Women who had gestational diabetes when pregnant may be at greater risk of developing pancreatic cancer, according to U.S. and Israeli researchers who said the study was the first to link the two diseases.
Previous studies have shown that people with type 2 diabetes faced increased risk of pancreatic cancer, but the new results show a connection to the less common form of diabetes caused by the release of certain hormones and weight gain during pregnancy, researchers said.
Pancreatic cancer is particularly lethal because it is often diagnosed late in its development and only about five percent of people with the disease survive for five years. More than around 200,000 new cases are diagnosed worldwide each year.
Mary Perrin, a researcher at New York University’s School of Medicine, said the findings need to be confirmed in further studies, but are important because gestational diabetes appears to be increasing as obesity rates rise.

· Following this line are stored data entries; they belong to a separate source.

use bson::oid::ObjectId;
use chrono::NaiveDate;
use mongodb::error::ErrorKind;
use thiserror::Error;

#[derive(Error, Debug)]
pub enum LedgerError {
    #[error("Common error: {0}")]
    Eyre(#[from] eyre::Error),
    #[error("Mongo error: {0}")]
    MongoError(#[from] mongodb::error::Error),
    #[error("No factor found for {category} - {activity}")]
    FactorNotFound { category: String, activity: String },
    #[error("Organization not found: {0}")]
    OrganizationNotFound(ObjectId),
    #[error("Branch not found: {0}")]
    BranchNotFound(ObjectId),
    #[error("Department not found: {0}")]
    DepartmentNotFound(ObjectId),
    #[error("Invalid date range: {from} is after {to}")]
    InvalidRange { from: NaiveDate, to: NaiveDate },
}

impl LedgerError {
    /// Errors caused by the caller's input rather than by the infrastructure.
    ///
    /// Rejected writes (duplicate keys, validation failures) count as the
    /// caller's failure: the insert was refused, nothing is broken.
    pub fn is_client_error(&self) -> bool {
        match self {
            LedgerError::FactorNotFound { .. }
            | LedgerError::OrganizationNotFound(_)
            | LedgerError::BranchNotFound(_)
            | LedgerError::DepartmentNotFound(_)
            | LedgerError::InvalidRange { .. } => true,
            LedgerError::MongoError(err) => is_rejected_write(err),
            LedgerError::Eyre(err) => err
                .downcast_ref::<mongodb::error::Error>()
                .is_some_and(is_rejected_write),
        }
    }
}

fn is_rejected_write(err: &mongodb::error::Error) -> bool {
    matches!(*err.kind, ErrorKind::Write(_) | ErrorKind::InsertMany(_))
}

#[cfg(test)]
mod tests {
    use super::*;

    #[test]
    fn test_client_errors() {
        let err = LedgerError::FactorNotFound {
            category: "Bogus".to_string(),
            activity: "X".to_string(),
        };
        assert!(err.is_client_error());
        assert_eq!(err.to_string(), "No factor found for Bogus - X");

        assert!(LedgerError::DepartmentNotFound(ObjectId::new()).is_client_error());
        assert!(!LedgerError::Eyre(eyre::eyre!("connection reset")).is_client_error());
    }
}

Perrin, who led the study, stated that, "What makes this study important is — other than a potential to develop type 2 diabetes — not much is known about gestational diabetes, which may be an earlier marker of risk of other health outcomes like pancreatic cancer."
Diabetes has become more common in the United States and elsewhere in recent decades thanks in part to growing rates of obesity. An estimated 20.8 million Americans have diabetes, mostly type 2. Some studies have shown diabetes can be an early symptom of pancreatic cancer. It is caused when the body fails to properly use and sometimes produce insulin, made in the pancreas.
In the study in BMC Medicine on Thursday, the researchers traced health records of nearly 40,000 women who gave birth between 1964 and 1976 in Jerusalem as part of a study. Because the records are so detailed in Israel, researchers were able to track the women to find out how many developed pancreatic cancer later in life.
The study found that of 410 women diagnosed with gestational diabetes in one or more pregnancy, five got pancreatic cancer.
The findings represent a statistically significant level of risk and merit further study of links between the two diseases, said Perrin. She added that the absolute risk was very low.
"It really would need to be confirmed in other studies but it shouldn’t alarm anyone who has had gestational diabetes that they are destined to get pancreatic cancer," she said.